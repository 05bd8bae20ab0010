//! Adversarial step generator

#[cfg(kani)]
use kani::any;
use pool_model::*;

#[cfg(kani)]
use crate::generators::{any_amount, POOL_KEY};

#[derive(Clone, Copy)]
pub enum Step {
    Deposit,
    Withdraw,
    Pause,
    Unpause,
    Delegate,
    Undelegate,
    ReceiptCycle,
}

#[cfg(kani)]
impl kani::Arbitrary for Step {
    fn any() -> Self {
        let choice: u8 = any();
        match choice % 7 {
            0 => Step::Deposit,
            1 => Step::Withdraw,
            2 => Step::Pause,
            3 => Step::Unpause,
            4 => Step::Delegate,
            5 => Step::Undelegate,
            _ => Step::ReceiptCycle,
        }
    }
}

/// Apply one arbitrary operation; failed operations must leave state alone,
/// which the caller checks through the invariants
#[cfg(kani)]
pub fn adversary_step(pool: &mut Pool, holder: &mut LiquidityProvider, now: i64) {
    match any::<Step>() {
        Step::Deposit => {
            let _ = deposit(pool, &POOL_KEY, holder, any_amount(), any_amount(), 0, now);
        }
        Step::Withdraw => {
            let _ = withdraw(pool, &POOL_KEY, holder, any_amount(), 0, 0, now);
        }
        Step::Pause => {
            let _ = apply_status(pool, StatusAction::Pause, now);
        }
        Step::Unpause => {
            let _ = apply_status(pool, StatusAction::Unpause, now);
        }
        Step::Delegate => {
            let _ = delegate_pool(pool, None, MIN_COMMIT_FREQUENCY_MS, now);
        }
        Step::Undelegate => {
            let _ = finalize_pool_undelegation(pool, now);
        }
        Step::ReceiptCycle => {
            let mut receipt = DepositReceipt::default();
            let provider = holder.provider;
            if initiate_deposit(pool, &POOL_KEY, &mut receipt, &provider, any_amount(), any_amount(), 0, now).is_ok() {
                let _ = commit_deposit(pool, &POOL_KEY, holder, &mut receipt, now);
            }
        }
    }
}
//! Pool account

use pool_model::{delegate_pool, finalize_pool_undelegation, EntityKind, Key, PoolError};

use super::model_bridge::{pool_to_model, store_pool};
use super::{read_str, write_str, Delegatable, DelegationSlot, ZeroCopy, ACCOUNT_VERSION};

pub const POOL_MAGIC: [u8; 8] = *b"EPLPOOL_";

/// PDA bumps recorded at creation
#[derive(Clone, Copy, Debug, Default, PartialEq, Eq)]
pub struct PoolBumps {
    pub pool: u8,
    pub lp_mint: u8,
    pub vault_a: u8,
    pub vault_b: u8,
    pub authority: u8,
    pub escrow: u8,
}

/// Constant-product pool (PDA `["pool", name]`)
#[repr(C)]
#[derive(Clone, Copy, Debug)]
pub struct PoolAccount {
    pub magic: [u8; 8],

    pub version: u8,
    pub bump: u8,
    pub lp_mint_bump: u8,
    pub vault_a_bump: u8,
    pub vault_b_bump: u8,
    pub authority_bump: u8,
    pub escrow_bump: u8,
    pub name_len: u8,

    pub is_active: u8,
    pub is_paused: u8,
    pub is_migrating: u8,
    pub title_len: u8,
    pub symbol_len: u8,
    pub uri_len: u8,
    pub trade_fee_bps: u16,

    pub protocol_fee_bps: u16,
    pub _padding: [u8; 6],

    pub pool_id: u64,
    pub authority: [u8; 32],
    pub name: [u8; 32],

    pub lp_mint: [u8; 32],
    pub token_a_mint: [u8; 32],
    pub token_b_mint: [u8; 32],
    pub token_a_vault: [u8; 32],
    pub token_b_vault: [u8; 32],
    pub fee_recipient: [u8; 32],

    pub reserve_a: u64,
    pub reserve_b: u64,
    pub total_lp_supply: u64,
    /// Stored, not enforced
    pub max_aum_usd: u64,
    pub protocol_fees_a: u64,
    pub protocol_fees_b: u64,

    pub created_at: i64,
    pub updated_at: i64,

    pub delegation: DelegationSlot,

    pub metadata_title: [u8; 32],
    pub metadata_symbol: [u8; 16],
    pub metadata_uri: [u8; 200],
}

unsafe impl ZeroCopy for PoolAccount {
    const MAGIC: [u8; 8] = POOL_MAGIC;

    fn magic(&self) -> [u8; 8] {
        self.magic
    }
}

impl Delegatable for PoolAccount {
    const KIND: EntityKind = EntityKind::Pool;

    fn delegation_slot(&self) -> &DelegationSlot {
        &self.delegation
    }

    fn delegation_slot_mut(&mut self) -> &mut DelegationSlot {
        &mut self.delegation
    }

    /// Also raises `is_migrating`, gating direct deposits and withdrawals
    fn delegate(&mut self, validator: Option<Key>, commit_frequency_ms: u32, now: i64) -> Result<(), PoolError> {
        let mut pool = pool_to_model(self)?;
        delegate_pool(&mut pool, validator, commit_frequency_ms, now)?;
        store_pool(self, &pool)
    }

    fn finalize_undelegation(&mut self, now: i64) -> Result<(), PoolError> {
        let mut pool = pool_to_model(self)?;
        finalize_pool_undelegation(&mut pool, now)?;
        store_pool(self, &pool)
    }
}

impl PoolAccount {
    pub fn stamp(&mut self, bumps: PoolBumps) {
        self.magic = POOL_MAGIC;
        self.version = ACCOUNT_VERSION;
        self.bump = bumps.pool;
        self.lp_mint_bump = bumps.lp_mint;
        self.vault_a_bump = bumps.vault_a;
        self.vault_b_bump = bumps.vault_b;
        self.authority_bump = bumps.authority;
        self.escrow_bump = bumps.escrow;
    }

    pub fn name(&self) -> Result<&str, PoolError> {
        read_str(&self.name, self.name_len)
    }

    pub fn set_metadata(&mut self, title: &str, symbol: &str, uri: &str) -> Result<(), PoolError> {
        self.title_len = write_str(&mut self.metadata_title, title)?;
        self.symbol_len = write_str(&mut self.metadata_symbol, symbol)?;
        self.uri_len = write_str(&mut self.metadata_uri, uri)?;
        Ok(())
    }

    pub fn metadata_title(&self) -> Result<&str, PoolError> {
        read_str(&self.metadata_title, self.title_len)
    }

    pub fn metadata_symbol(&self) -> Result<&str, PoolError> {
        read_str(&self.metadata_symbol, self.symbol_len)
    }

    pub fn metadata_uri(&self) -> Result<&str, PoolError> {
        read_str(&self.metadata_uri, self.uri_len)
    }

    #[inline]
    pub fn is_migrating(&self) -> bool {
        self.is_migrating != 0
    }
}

---------------

What needs to be done> Go through the listing and print each line exactly as it appears.

Written answer>
repository 05bd8bae20ab0010
//! Adversarial step generator

#[cfg(kani)]
use kani::any;
use pool_model::*;

#[cfg(kani)]
use crate::generators::{any_amount, POOL_KEY};

#[derive(Clone, Copy)]
pub enum Step {
    Deposit,
    Withdraw,
    Pause,
    Unpause,
    Delegate,
    Undelegate,
    ReceiptCycle,
}

#[cfg(kani)]
impl kani::Arbitrary for Step {
    fn any() -> Self {
        let choice: u8 = any();
        match choice % 7 {
            0 => Step::Deposit,
            1 => Step::Withdraw,
            2 => Step::Pause,
            3 => Step::Unpause,
            4 => Step::Delegate,
            5 => Step::Undelegate,
            _ => Step::ReceiptCycle,
        }
    }
}

/// Apply one arbitrary operation; failed operations must leave state alone,
/// which the caller checks through the invariants
#[cfg(kani)]
pub fn adversary_step(pool: &mut Pool, holder: &mut LiquidityProvider, now: i64) {
    match any::<Step>() {
        Step::Deposit => {
            let _ = deposit(pool, &POOL_KEY, holder, any_amount(), any_amount(), 0, now);
        }
        Step::Withdraw => {
            let _ = withdraw(pool, &POOL_KEY, holder, any_amount(), 0, 0, now);
        }
        Step::Pause => {
            let _ = apply_status(pool, StatusAction::Pause, now);
        }
        Step::Unpause => {
            let _ = apply_status(pool, StatusAction::Unpause, now);
        }
        Step::Delegate => {
            let _ = delegate_pool(pool, None, MIN_COMMIT_FREQUENCY_MS, now);
        }
        Step::Undelegate => {
            let _ = finalize_pool_undelegation(pool, now);
        }
        Step::ReceiptCycle => {
            let mut receipt = DepositReceipt::default();
            let provider = holder.provider;
            if initiate_deposit(pool, &POOL_KEY, &mut receipt, &provider, any_amount(), any_amount(), 0, now).is_ok() {
                let _ = commit_deposit(pool, &POOL_KEY, holder, &mut receipt, now);
            }
        }
    }
}
//! Pool account

use pool_model::{delegate_pool, finalize_pool_undelegation, EntityKind, Key, PoolError};

use super::model_bridge::{pool_to_model, store_pool};
use super::{read_str, write_str, Delegatable, DelegationSlot, ZeroCopy, ACCOUNT_VERSION};

pub const POOL_MAGIC: [u8; 8] = *b"EPLPOOL_";

/// PDA bumps recorded at creation
#[derive(Clone, Copy, Debug, Default, PartialEq, Eq)]
pub struct PoolBumps {
    pub pool: u8,
    pub lp_mint: u8,
    pub vault_a: u8,
    pub vault_b: u8,
    pub authority: u8,
    pub escrow: u8,
}

/// Constant-product pool (PDA `["pool", name]`)
#[repr(C)]
#[derive(Clone, Copy, Debug)]
pub struct PoolAccount {
    pub magic: [u8; 8],

    pub version: u8,
    pub bump: u8,
    pub lp_mint_bump: u8,
    pub vault_a_bump: u8,
    pub vault_b_bump: u8,
    pub authority_bump: u8,
    pub escrow_bump: u8,
    pub name_len: u8,

    pub is_active: u8,
    pub is_paused: u8,
    pub is_migrating: u8,
    pub title_len: u8,
    pub symbol_len: u8,
    pub uri_len: u8,
    pub trade_fee_bps: u16,

    pub protocol_fee_bps: u16,
    pub _padding: [u8; 6],

    pub pool_id: u64,
    pub authority: [u8; 32],
    pub name: [u8; 32],

    pub lp_mint: [u8; 32],
    pub token_a_mint: [u8; 32],
    pub token_b_mint: [u8; 32],
    pub token_a_vault: [u8; 32],
    pub token_b_vault: [u8; 32],
    pub fee_recipient: [u8; 32],

    pub reserve_a: u64,
    pub reserve_b: u64,
    pub total_lp_supply: u64,
    /// Stored, not enforced
    pub max_aum_usd: u64,
    pub protocol_fees_a: u64,
    pub protocol_fees_b: u64,

    pub created_at: i64,
    pub updated_at: i64,

    pub delegation: DelegationSlot,

    pub metadata_title: [u8; 32],
    pub metadata_symbol: [u8; 16],
    pub metadata_uri: [u8; 200],
}

unsafe impl ZeroCopy for PoolAccount {
    const MAGIC: [u8; 8] = POOL_MAGIC;

    fn magic(&self) -> [u8; 8] {
        self.magic
    }
}

impl Delegatable for PoolAccount {
    const KIND: EntityKind = EntityKind::Pool;

    fn delegation_slot(&self) -> &DelegationSlot {
        &self.delegation
    }

    fn delegation_slot_mut(&mut self) -> &mut DelegationSlot {
        &mut self.delegation
    }

    /// Also raises `is_migrating`, gating direct deposits and withdrawals
    fn delegate(&mut self, validator: Option<Key>, commit_frequency_ms: u32, now: i64) -> Result<(), PoolError> {
        let mut pool = pool_to_model(self)?;
        delegate_pool(&mut pool, validator, commit_frequency_ms, now)?;
        store_pool(self, &pool)
    }

    fn finalize_undelegation(&mut self, now: i64) -> Result<(), PoolError> {
        let mut pool = pool_to_model(self)?;
        finalize_pool_undelegation(&mut pool, now)?;
        store_pool(self, &pool)
    }
}

impl PoolAccount {
    pub fn stamp(&mut self, bumps: PoolBumps) {
        self.magic = POOL_MAGIC;
        self.version = ACCOUNT_VERSION;
        self.bump = bumps.pool;
        self.lp_mint_bump = bumps.lp_mint;
        self.vault_a_bump = bumps.vault_a;
        self.vault_b_bump = bumps.vault_b;
        self.authority_bump = bumps.authority;
        self.escrow_bump = bumps.escrow;
    }

    pub fn name(&self) -> Result<&str, PoolError> {
        read_str(&self.name, self.name_len)
    }

    pub fn set_metadata(&mut self, title: &str, symbol: &str, uri: &str) -> Result<(), PoolError> {
        self.title_len = write_str(&mut self.metadata_title, title)?;
        self.symbol_len = write_str(&mut self.metadata_symbol, symbol)?;
        self.uri_len = write_str(&mut self.metadata_uri, uri)?;
        Ok(())
    }

    pub fn metadata_title(&self) -> Result<&str, PoolError> {
        read_str(&self.metadata_title, self.title_len)
    }

    pub fn metadata_symbol(&self) -> Result<&str, PoolError> {
        read_str(&self.metadata_symbol, self.symbol_len)
    }

    pub fn metadata_uri(&self) -> Result<&str, PoolError> {
        read_str(&self.metadata_uri, self.uri_len)
    }

    #[inline]
    pub fn is_migrating(&self) -> bool {
        self.is_migrating != 0
    }
}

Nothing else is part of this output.